If you try to debug a program containing this fragment after compiling with optimizations, the debugger will not be aware of the existence of the local variable, and the IL stream will contain the call to foo followed immediately by a POP instruction and the return sequence.

Another set of optimizations performed are best termed goto optimizations. They don't just apply to explicit goto statements you find in your code, but rather to IL branch instructions that are generated by the compiler, most frequently as a result of control flow statements such as if, switch, do, and while. Take for example, the following program fragment:

if (b < 20) { Console.WriteLine("true"); } else { goto After; } After:;

This would normally generate the following IL:

IL_0003: ldloc.0 // b is stored at location 0 IL_0004: ldc.i4.s 20 IL_0006: bge.s IL_0014 IL_0008: ldstr "true" IL_000d: call void [mscorlib]System.Console::WriteLine(string) IL_0012: br.s IL_0016 IL_0014: br.s IL_0016 IL_0016: ret

But when optimizations are applied, you get:

IL_0003: ldloc.0 // b is stored at location 0 IL_0004: ldc.i4.s 20 IL_0006: bge.s IL_0012 IL_0008: ldstr "true" IL_000d: call void [mscorlib]System.Console::WriteLine(string) IL_0012: ret

What basically happens is that branch instructions whose target is another (unconditional) branch instruction are retargeted to that second branch's target. Also, branches to the next instruction are eliminated.

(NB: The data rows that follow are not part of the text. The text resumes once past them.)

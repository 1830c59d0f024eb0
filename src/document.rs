//! The document record threaded through every pipeline stage.

use serde::Serialize;

/// Mutable state for one video-to-blog run.
///
/// Fields are private so the write-once ones (`source_reference`,
/// `transcript`, `summary`) can only be set by the stage that owns them.
#[derive(Debug, Clone, PartialEq, Serialize)]
pub struct DocumentState {
    source_reference: String,
    transcript: Option<String>,
    summary: Option<String>,
    draft: Option<String>,
    approved: Option<bool>,
    feedback: Option<String>,
}

impl DocumentState {
    /// Start a new document for a video reference.
    pub fn new(source_reference: impl Into<String>) -> Self {
        Self {
            source_reference: source_reference.into(),
            transcript: None,
            summary: None,
            draft: None,
            approved: None,
            feedback: None,
        }
    }

    pub fn source_reference(&self) -> &str {
        &self.source_reference
    }

    pub fn transcript(&self) -> Option<&str> {
        self.transcript.as_deref()
    }

    pub fn summary(&self) -> Option<&str> {
        self.summary.as_deref()
    }

    /// The current draft. There is only ever one.
    pub fn draft(&self) -> Option<&str> {
        self.draft.as_deref()
    }

    /// `None` until review has run.
    pub fn approved(&self) -> Option<bool> {
        self.approved
    }

    pub fn feedback(&self) -> Option<&str> {
        self.feedback.as_deref()
    }

    pub(crate) fn set_transcript(&mut self, transcript: String) {
        self.transcript = Some(transcript);
    }

    pub(crate) fn set_summary(&mut self, summary: String) {
        self.summary = Some(summary);
    }

    pub(crate) fn set_draft(&mut self, draft: String) {
        self.draft = Some(draft);
    }

    /// Replace the draft with a revision and drop the feedback that produced it.
    pub(crate) fn apply_revision(&mut self, draft: String) {
        self.draft = Some(draft);
        self.feedback = None;
    }

    pub(crate) fn mark_approved(&mut self) {
        self.approved = Some(true);
        self.feedback = None;
    }

    pub(crate) fn record_rejection(&mut self, feedback: String) {
        self.approved = Some(false);
        self.feedback = Some(feedback);
    }

    pub(crate) fn clear_feedback(&mut self) {
        self.feedback = None;
    }
}

#[cfg(test)]
mod tests {
    use super::*;

    #[test]
    fn test_new_document_is_empty() {
        let doc = DocumentState::new("https://youtu.be/abc123");
        assert_eq!(doc.source_reference(), "https://youtu.be/abc123");
        assert!(doc.transcript().is_none());
        assert!(doc.summary().is_none());
        assert!(doc.draft().is_none());
        assert!(doc.approved().is_none());
        assert!(doc.feedback().is_none());
    }

    #[test]
    fn test_approval_clears_feedback() {
        let mut doc = DocumentState::new("abc");
        doc.set_draft("draft".to_string());
        doc.record_rejection("too short".to_string());
        assert_eq!(doc.approved(), Some(false));
        assert_eq!(doc.feedback(), Some("too short"));

        doc.mark_approved();
        assert_eq!(doc.approved(), Some(true));
        assert!(doc.feedback().is_none());
    }

    #[test]
    fn test_revision_overwrites_single_draft() {
        let mut doc = DocumentState::new("abc");
        doc.set_draft("first".to_string());
        doc.record_rejection("more".to_string());
        doc.apply_revision("second".to_string());

        assert_eq!(doc.draft(), Some("second"));
        assert!(doc.feedback().is_none());
    }
}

The third kind of optimizations is somewhat more complicated. The following shows an example:

if (!a) { goto C; } Console.WriteLine(3); C: Console.WriteLine(2);

This compiles to:

IL_0002: ldloc.0 // a is stored at location 0 IL_0003: brtrue.s IL_0007 IL_0005: br.s IL_000d IL_0007: ldc.i4.3 IL_0008: call void [mscorlib]System.Console::WriteLine(int32) IL_000d: ldc.i4.2 IL_000e: call void [mscorlib]System.Console::WriteLine(int32)

But with optimizations, it turns into:

IL_0002: ldloc.0 // a is stored at location 0 IL_0003: brfalse.s IL_000b IL_0005: ldc.i4.3 IL_0006: call void [mscorlib]System.Console::WriteLine(int32) IL_000b: ldc.i4.2 IL_000c: call void [mscorlib]System.Console::WriteLine(int32)

What happens here is that a conditional branch around an unconditional branch is reversed and retargeted to point at the target of the unconditional branch.

The next set of optimizations to perform are Try block optimizations. They are as follows:

  • A Try/Catch with no code inside of the Try is removed entirely.
  • A Try-Finally with no code in the Try is left completely alone. This is because the semantics of code executing in a Finally block and outside of it are different. Asynchronous ThreadAbort exceptions (those thrown by another thread) may interrupt the execution of all code, except for code found in Finally blocks.
  • A Try-Finally with an empty Finally block is converted to just the code in the Try block.
  • A Try/Catch-Finally is treated just like a Try/Catch nested inside a Try-Finally.

We now reach the category of optimizations that consist of removing IL constructs added to make debugging easier. These transformations are performed by default unless you specifically turn off optimizations, and turning optimizations off causes them not to be performed.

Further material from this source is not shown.